Exercise description: All of the data needs to come back exactly as written.

Stored data:
+===+
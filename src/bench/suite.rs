//! 任务集：从 JSON 或 TOML 文件加载
//!
//! JSON 接受任务数组或 `{"tasks": [...]}`；TOML 使用 `[[tasks]]` 表数组。

use std::collections::HashSet;
use std::path::Path;

use serde::{Deserialize, Serialize};

use crate::agent::TaskDescriptor;
use crate::core::AgentError;

#[derive(Debug, Clone, Default, PartialEq, Serialize, Deserialize)]
pub struct TaskSuite {
    #[serde(default, skip_serializing_if = "Option::is_none")]
    pub name: Option<String>,
    #[serde(default)]
    pub tasks: Vec<TaskDescriptor>,
}

#[derive(Deserialize)]
#[serde(untagged)]
enum JsonSuite {
    Tasks(Vec<TaskDescriptor>),
    Suite(TaskSuite),
}

impl TaskSuite {
    pub fn new(tasks: Vec<TaskDescriptor>) -> Self {
        Self { name: None, tasks }
    }

    pub fn from_json_str(s: &str) -> Result<Self, AgentError> {
        let parsed: JsonSuite = serde_json::from_str(s)
            .map_err(|e| AgentError::ConfigError(format!("invalid task suite JSON: {e}")))?;
        let suite = match parsed {
            JsonSuite::Tasks(tasks) => Self::new(tasks),
            JsonSuite::Suite(suite) => suite,
        };
        suite.validated()
    }

    pub fn from_toml_str(s: &str) -> Result<Self, AgentError> {
        let suite: TaskSuite = toml::from_str(s)
            .map_err(|e| AgentError::ConfigError(format!("invalid task suite TOML: {e}")))?;
        suite.validated()
    }

    /// 按扩展名选择格式：.toml 走 TOML，其它一律按 JSON 解析
    pub fn load(path: impl AsRef<Path>) -> Result<Self, AgentError> {
        let path = path.as_ref();
        let text = std::fs::read_to_string(path)
            .map_err(|e| AgentError::ConfigError(format!("cannot read {}: {e}", path.display())))?;
        let is_toml = path
            .extension()
            .and_then(|e| e.to_str())
            .map(|e| e.eq_ignore_ascii_case("toml"))
            .unwrap_or(false);
        let mut suite = if is_toml {
            Self::from_toml_str(&text)?
        } else {
            Self::from_json_str(&text)?
        };
        if suite.name.is_none() {
            suite.name = path.file_stem().map(|s| s.to_string_lossy().into_owned());
        }
        Ok(suite)
    }

    /// id 唯一、描述非空
    fn validated(self) -> Result<Self, AgentError> {
        let mut seen = HashSet::new();
        for task in &self.tasks {
            if task.description.trim().is_empty() {
                return Err(AgentError::ConfigError(format!("task {} has an empty description", task.id)));
            }
            if !seen.insert(task.id.as_str()) {
                return Err(AgentError::ConfigError(format!("duplicate task id: {}", task.id)));
            }
        }
        Ok(self)
    }

    pub fn len(&self) -> usize {
        self.tasks.len()
    }

    pub fn is_empty(&self) -> bool {
        self.tasks.is_empty()
    }

    pub fn iter(&self) -> impl Iterator<Item = &TaskDescriptor> {
        self.tasks.iter()
    }
}

#[cfg(test)]
mod tests {
    use super::*;
    use std::io::Write;

    #[test]
    fn test_json_shapes() {
        let suite = TaskSuite::from_json_str(
            r#"[{"id": "t1", "description": "Go to the kitchen"},
               {"id": "t2", "description": "Find Tomas", "category": "search_interaction"}]"#,
        )
        .unwrap();
        assert_eq!(suite.len(), 2);
        assert_eq!(suite.tasks[1].category.as_deref(), Some("search_interaction"));

        let suite = TaskSuite::from_json_str(
            r#"{"name": "home", "tasks": [{"id": "a", "description": "Spin",
                "world": {"robot_location": "kitchen"}}]}"#,
        )
        .unwrap();
        assert_eq!(suite.name.as_deref(), Some("home"));
        assert_eq!(suite.tasks[0].world.as_ref().unwrap().robot_location, "kitchen");
    }

    #[test]
    fn test_validation() {
        assert!(TaskSuite::from_json_str(r#"[{"id": "a", "description": " "}]"#).is_err());
        assert!(TaskSuite::from_json_str(
            r#"[{"id": "a", "description": "x"}, {"id": "a", "description": "y"}]"#
        )
        .is_err());
        assert!(TaskSuite::from_json_str("not json").is_err());
    }

    #[test]
    fn test_load_toml_file() {
        let mut file = tempfile::Builder::new().suffix(".toml").tempfile().unwrap();
        writeln!(
            file,
            "[[tasks]]\nid = \"nav-1\"\ndescription = \"Go to the gym\"\n\n[[tasks]]\nid = \"nav-2\"\ndescription = \"Go to the garage\"\ncategory = \"unknown_location\""
        )
        .unwrap();
        let suite = TaskSuite::load(file.path()).unwrap();
        assert_eq!(suite.len(), 2);
        assert!(suite.name.is_some());
        assert_eq!(suite.iter().map(|t| t.id.as_str()).collect::<Vec<_>>(), ["nav-1", "nav-2"]);
    }

    #[test]
    fn test_load_missing_file() {
        assert!(matches!(
            TaskSuite::load("/definitely/not/here.json"),
            Err(AgentError::ConfigError(_))
        ));
    }
}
+===+
Response below:
filename src/bench/suite.rs
//! 任务集：从 JSON 或 TOML 文件加载
//!
//! JSON 接受任务数组或 `{"tasks": [...]}`；TOML 使用 `[[tasks]]` 表数组。

use std::collections::HashSet;
use std::path::Path;

use serde::{Deserialize, Serialize};

use crate::agent::TaskDescriptor;
use crate::core::AgentError;

#[derive(Debug, Clone, Default, PartialEq, Serialize, Deserialize)]
pub struct TaskSuite {
    #[serde(default, skip_serializing_if = "Option::is_none")]
    pub name: Option<String>,
    #[serde(default)]
    pub tasks: Vec<TaskDescriptor>,
}

#[derive(Deserialize)]
#[serde(untagged)]
enum JsonSuite {
    Tasks(Vec<TaskDescriptor>),
    Suite(TaskSuite),
}

impl TaskSuite {
    pub fn new(tasks: Vec<TaskDescriptor>) -> Self {
        Self { name: None, tasks }
    }

    pub fn from_json_str(s: &str) -> Result<Self, AgentError> {
        let parsed: JsonSuite = serde_json::from_str(s)
            .map_err(|e| AgentError::ConfigError(format!("invalid task suite JSON: {e}")))?;
        let suite = match parsed {
            JsonSuite::Tasks(tasks) => Self::new(tasks),
            JsonSuite::Suite(suite) => suite,
        };
        suite.validated()
    }

    pub fn from_toml_str(s: &str) -> Result<Self, AgentError> {
        let suite: TaskSuite = toml::from_str(s)
            .map_err(|e| AgentError::ConfigError(format!("invalid task suite TOML: {e}")))?;
        suite.validated()
    }

    /// 按扩展名选择格式：.toml 走 TOML，其它一律按 JSON 解析
    pub fn load(path: impl AsRef<Path>) -> Result<Self, AgentError> {
        let path = path.as_ref();
        let text = std::fs::read_to_string(path)
            .map_err(|e| AgentError::ConfigError(format!("cannot read {}: {e}", path.display())))?;
        let is_toml = path
            .extension()
            .and_then(|e| e.to_str())
            .map(|e| e.eq_ignore_ascii_case("toml"))
            .unwrap_or(false);
        let mut suite = if is_toml {
            Self::from_toml_str(&text)?
        } else {
            Self::from_json_str(&text)?
        };
        if suite.name.is_none() {
            suite.name = path.file_stem().map(|s| s.to_string_lossy().into_owned());
        }
        Ok(suite)
    }

    /// id 唯一、描述非空
    fn validated(self) -> Result<Self, AgentError> {
        let mut seen = HashSet::new();
        for task in &self.tasks {
            if task.description.trim().is_empty() {
                return Err(AgentError::ConfigError(format!("task {} has an empty description", task.id)));
            }
            if !seen.insert(task.id.as_str()) {
                return Err(AgentError::ConfigError(format!("duplicate task id: {}", task.id)));
            }
        }
        Ok(self)
    }

    pub fn len(&self) -> usize {
        self.tasks.len()
    }

    pub fn is_empty(&self) -> bool {
        self.tasks.is_empty()
    }

    pub fn iter(&self) -> impl Iterator<Item = &TaskDescriptor> {
        self.tasks.iter()
    }
}

#[cfg(test)]
mod tests {
    use super::*;
    use std::io::Write;

    #[test]
    fn test_json_shapes() {
        let suite = TaskSuite::from_json_str(
            r#"[{"id": "t1", "description": "Go to the kitchen"},
               {"id": "t2", "description": "Find Tomas", "category": "search_interaction"}]"#,
        )
        .unwrap();
        assert_eq!(suite.len(), 2);
        assert_eq!(suite.tasks[1].category.as_deref(), Some("search_interaction"));

        let suite = TaskSuite::from_json_str(
            r#"{"name": "home", "tasks": [{"id": "a", "description": "Spin",
                "world": {"robot_location": "kitchen"}}]}"#,
        )
        .unwrap();
        assert_eq!(suite.name.as_deref(), Some("home"));
        assert_eq!(suite.tasks[0].world.as_ref().unwrap().robot_location, "kitchen");
    }

    #[test]
    fn test_validation() {
        assert!(TaskSuite::from_json_str(r#"[{"id": "a", "description": " "}]"#).is_err());
        assert!(TaskSuite::from_json_str(
            r#"[{"id": "a", "description": "x"}, {"id": "a", "description": "y"}]"#
        )
        .is_err());
        assert!(TaskSuite::from_json_str("not json").is_err());
    }

    #[test]
    fn test_load_toml_file() {
        let mut file = tempfile::Builder::new().suffix(".toml").tempfile().unwrap();
        writeln!(
            file,
            "[[tasks]]\nid = \"nav-1\"\ndescription = \"Go to the gym\"\n\n[[tasks]]\nid = \"nav-2\"\ndescription = \"Go to the garage\"\ncategory = \"unknown_location\""
        )
        .unwrap();
        let suite = TaskSuite::load(file.path()).unwrap();
        assert_eq!(suite.len(), 2);
        assert!(suite.name.is_some());
        assert_eq!(suite.iter().map(|t| t.id.as_str()).collect::<Vec<_>>(), ["nav-1", "nav-2"]);
    }

    #[test]
    fn test_load_missing_file() {
        assert!(matches!(
            TaskSuite::load("/definitely/not/here.json"),
            Err(AgentError::ConfigError(_))
        ));
    }
}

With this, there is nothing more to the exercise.